▶ Problem to solve:
Only the lines that hold the word "dwell" are wanted from this listing.

▶ Exercise input:

>>

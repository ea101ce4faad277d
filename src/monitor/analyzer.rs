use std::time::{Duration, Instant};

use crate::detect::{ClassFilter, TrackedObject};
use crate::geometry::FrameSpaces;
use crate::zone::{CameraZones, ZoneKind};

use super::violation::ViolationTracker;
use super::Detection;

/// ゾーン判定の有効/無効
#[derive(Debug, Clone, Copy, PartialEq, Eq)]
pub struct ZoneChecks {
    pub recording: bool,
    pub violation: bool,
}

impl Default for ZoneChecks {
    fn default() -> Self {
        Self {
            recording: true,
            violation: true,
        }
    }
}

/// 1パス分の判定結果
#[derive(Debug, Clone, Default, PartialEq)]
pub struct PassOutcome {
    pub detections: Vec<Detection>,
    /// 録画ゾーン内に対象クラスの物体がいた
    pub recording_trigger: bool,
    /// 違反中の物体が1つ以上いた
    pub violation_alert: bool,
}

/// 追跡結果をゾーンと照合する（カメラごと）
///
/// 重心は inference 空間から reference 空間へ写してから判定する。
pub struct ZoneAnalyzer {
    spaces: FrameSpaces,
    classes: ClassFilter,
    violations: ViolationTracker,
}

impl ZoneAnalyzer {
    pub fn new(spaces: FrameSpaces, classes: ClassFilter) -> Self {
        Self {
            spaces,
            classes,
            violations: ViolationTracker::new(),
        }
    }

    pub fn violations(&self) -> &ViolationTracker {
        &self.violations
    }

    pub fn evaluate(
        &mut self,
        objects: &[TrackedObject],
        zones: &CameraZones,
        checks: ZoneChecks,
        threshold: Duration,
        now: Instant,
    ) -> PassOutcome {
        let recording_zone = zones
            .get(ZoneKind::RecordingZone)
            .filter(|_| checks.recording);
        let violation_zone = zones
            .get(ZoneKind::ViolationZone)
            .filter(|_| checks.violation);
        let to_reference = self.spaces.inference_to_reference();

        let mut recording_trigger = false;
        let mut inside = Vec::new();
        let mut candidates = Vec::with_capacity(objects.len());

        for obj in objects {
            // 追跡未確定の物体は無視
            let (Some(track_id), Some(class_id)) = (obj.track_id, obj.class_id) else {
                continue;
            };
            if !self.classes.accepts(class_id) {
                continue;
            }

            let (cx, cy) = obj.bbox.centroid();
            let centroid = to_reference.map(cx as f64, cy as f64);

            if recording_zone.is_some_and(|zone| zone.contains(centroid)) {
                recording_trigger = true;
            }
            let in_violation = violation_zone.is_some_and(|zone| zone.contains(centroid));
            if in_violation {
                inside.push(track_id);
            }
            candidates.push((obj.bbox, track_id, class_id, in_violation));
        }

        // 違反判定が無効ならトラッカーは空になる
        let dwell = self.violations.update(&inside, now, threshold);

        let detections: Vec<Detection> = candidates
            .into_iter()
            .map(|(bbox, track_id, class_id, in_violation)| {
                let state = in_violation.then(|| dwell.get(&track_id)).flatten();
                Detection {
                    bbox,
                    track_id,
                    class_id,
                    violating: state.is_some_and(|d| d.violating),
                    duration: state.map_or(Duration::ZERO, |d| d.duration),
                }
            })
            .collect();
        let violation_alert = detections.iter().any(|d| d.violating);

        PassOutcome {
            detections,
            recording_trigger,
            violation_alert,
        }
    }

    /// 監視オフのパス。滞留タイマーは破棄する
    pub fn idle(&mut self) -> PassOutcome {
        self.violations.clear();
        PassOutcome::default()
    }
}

<<

▶ Response to the task:
        let dwell = self.violations.update(&inside, now, threshold);
                let state = in_violation.then(|| dwell.get(&track_id)).flatten();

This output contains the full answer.